_Listed records_:
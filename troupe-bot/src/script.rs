//! Scripted transcripts for replay sessions.
//!
//! The bot's chat loop needs a `ChatEngine`; production orchestration lives
//! outside this repository, so the loop replays scripts. A script file is
//! TOML:
//!
//! ```toml
//! [[turns]]
//! sender = "Writer"
//! content = "Here is a very short story."
//! cost = { model = "mistral", total_cost = 0.004 }
//! ```

use std::path::Path;

use serde::Deserialize;

use troupe::prelude::*;
use troupe::roster;

use crate::error::{BotError, Result};

#[derive(Debug, Deserialize)]
struct ScriptFile {
    #[serde(default)]
    turns: Vec<ScriptTurn>,
}

#[derive(Debug, Deserialize)]
struct ScriptTurn {
    #[serde(default)]
    sender: Option<String>,
    content: String,
    #[serde(default)]
    recipient: Option<String>,
    #[serde(default)]
    cost: Option<CostEntry>,
}

impl From<ScriptTurn> for ScriptedTurn {
    fn from(turn: ScriptTurn) -> Self {
        let mut scripted = match turn.sender {
            Some(sender) => Self::new(sender, turn.content),
            None => Self::anonymous(turn.content),
        };
        if let Some(recipient) = turn.recipient {
            scripted = scripted.to(recipient);
        }
        if let Some(cost) = turn.cost {
            scripted = scripted.with_cost(cost);
        }
        scripted
    }
}

/// Load a scripted engine from a TOML file.
pub async fn load_script(path: &Path) -> Result<ScriptedEngine> {
    let content = tokio::fs::read_to_string(path).await?;
    let script: ScriptFile = toml::from_str(&content)
        .map_err(|e| BotError::config(format!("{}: {e}", path.display())))?;
    Ok(script.turns.into_iter().map(ScriptedTurn::from).collect())
}

/// Built-in demo script used when no script file is given.
#[must_use]
pub fn demo_script(sentinel: &Sentinel) -> ScriptedEngine {
    [
        ScriptedTurn::new(
            roster::WRITER,
            "Why did the scarecrow win an award? Because he was outstanding in his field.",
        )
        .with_cost(CostEntry::new("mistral", 0.0015)),
        ScriptedTurn::new(
            roster::WRITER,
            format!("That is all I have. {}", sentinel.as_str()),
        )
        .with_cost(CostEntry::new("mistral", 0.0005)),
    ]
    .into_iter()
    .collect()
}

_Your goal_: Identify how many lines in the entries above contain the word "BotError" and provide only that figure.

_Answer box_: 2